• WHAT THE TASK REQUIRES: Pull every line containing "never" out of the listing below.

• TASK INPUTS:
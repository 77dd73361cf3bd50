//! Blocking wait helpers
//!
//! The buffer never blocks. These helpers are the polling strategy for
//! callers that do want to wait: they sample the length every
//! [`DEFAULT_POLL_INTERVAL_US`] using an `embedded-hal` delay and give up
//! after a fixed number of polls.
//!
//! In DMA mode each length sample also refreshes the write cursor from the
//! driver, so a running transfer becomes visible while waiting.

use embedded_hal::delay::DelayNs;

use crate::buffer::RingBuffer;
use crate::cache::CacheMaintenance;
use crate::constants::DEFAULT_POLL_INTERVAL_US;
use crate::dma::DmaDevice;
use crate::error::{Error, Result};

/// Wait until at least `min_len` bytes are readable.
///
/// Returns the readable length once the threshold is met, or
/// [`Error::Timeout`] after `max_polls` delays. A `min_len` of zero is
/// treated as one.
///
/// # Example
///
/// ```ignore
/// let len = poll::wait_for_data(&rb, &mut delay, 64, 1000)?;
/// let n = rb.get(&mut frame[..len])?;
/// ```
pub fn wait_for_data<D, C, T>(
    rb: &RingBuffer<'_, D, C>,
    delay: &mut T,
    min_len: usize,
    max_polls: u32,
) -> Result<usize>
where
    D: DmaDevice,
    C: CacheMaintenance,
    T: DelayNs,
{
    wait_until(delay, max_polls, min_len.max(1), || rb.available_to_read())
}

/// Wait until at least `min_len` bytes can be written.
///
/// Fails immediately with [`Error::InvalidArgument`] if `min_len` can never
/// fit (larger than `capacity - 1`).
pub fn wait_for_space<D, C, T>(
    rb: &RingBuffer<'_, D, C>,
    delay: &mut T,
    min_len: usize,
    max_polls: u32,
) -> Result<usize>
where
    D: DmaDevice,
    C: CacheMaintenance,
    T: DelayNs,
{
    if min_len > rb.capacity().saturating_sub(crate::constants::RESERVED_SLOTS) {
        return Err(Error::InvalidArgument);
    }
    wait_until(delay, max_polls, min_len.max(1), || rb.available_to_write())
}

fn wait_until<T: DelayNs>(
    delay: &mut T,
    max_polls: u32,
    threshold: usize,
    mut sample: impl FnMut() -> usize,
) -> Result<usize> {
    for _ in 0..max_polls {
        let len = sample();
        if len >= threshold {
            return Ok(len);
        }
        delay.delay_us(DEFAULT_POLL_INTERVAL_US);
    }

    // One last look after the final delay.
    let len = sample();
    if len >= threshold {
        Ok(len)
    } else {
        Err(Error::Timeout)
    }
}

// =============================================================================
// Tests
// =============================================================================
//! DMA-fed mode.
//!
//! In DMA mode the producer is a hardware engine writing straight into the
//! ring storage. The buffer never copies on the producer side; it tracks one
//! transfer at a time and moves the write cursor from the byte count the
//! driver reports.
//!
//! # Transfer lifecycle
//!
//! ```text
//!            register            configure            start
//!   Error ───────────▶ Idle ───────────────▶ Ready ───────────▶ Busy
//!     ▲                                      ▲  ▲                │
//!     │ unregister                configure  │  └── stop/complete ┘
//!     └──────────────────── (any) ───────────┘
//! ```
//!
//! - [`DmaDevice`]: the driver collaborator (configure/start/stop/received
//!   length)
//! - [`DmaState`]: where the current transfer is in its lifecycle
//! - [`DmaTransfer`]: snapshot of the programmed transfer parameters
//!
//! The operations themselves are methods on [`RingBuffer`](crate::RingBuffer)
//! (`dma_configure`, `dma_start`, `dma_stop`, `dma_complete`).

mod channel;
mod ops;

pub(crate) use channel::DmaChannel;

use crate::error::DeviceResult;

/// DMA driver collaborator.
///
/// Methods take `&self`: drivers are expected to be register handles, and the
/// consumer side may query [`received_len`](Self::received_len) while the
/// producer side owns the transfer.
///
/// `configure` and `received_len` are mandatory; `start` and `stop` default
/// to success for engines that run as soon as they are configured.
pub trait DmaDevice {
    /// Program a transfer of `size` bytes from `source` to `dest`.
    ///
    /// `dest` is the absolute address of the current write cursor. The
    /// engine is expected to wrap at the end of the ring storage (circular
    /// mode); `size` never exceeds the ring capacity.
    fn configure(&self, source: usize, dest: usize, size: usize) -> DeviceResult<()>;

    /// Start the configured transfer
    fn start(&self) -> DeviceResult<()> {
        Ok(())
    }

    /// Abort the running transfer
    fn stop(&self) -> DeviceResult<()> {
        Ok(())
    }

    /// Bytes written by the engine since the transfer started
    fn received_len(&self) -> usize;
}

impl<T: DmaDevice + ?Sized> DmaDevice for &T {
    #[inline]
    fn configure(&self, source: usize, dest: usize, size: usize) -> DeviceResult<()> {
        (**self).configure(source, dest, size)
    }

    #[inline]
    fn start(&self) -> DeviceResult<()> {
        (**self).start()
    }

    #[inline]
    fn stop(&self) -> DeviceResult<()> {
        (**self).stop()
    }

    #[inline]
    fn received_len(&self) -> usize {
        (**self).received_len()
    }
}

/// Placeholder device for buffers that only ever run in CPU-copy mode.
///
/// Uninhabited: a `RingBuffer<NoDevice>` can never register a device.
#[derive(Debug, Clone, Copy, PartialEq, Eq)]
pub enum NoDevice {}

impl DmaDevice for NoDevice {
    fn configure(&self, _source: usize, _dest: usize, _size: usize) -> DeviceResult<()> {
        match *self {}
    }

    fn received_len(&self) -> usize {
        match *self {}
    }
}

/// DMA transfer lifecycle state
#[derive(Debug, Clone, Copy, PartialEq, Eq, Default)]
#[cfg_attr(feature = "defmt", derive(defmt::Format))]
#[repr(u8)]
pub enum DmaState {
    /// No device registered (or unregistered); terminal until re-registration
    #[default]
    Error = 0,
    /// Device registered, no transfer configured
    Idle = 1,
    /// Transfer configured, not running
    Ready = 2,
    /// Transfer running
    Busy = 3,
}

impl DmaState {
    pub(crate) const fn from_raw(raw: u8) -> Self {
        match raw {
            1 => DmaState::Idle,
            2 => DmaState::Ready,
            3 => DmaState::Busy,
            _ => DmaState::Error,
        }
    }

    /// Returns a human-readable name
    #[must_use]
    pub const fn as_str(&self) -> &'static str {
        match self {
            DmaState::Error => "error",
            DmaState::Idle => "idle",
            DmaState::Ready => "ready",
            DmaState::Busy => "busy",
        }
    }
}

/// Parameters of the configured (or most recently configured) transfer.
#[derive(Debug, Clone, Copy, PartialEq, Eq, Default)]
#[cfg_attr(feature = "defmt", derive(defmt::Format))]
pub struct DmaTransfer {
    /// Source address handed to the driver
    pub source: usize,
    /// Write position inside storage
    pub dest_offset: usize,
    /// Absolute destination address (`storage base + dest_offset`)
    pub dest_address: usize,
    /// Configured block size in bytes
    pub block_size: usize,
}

• WRITTEN RESPONSE:
//! The buffer never blocks. These helpers are the polling strategy for
/// Fails immediately with [`Error::InvalidArgument`] if `min_len` can never
//! ring storage. The buffer never copies on the producer side; it tracks one
    /// mode); `size` never exceeds the ring capacity.
/// Uninhabited: a `RingBuffer<NoDevice>` can never register a device.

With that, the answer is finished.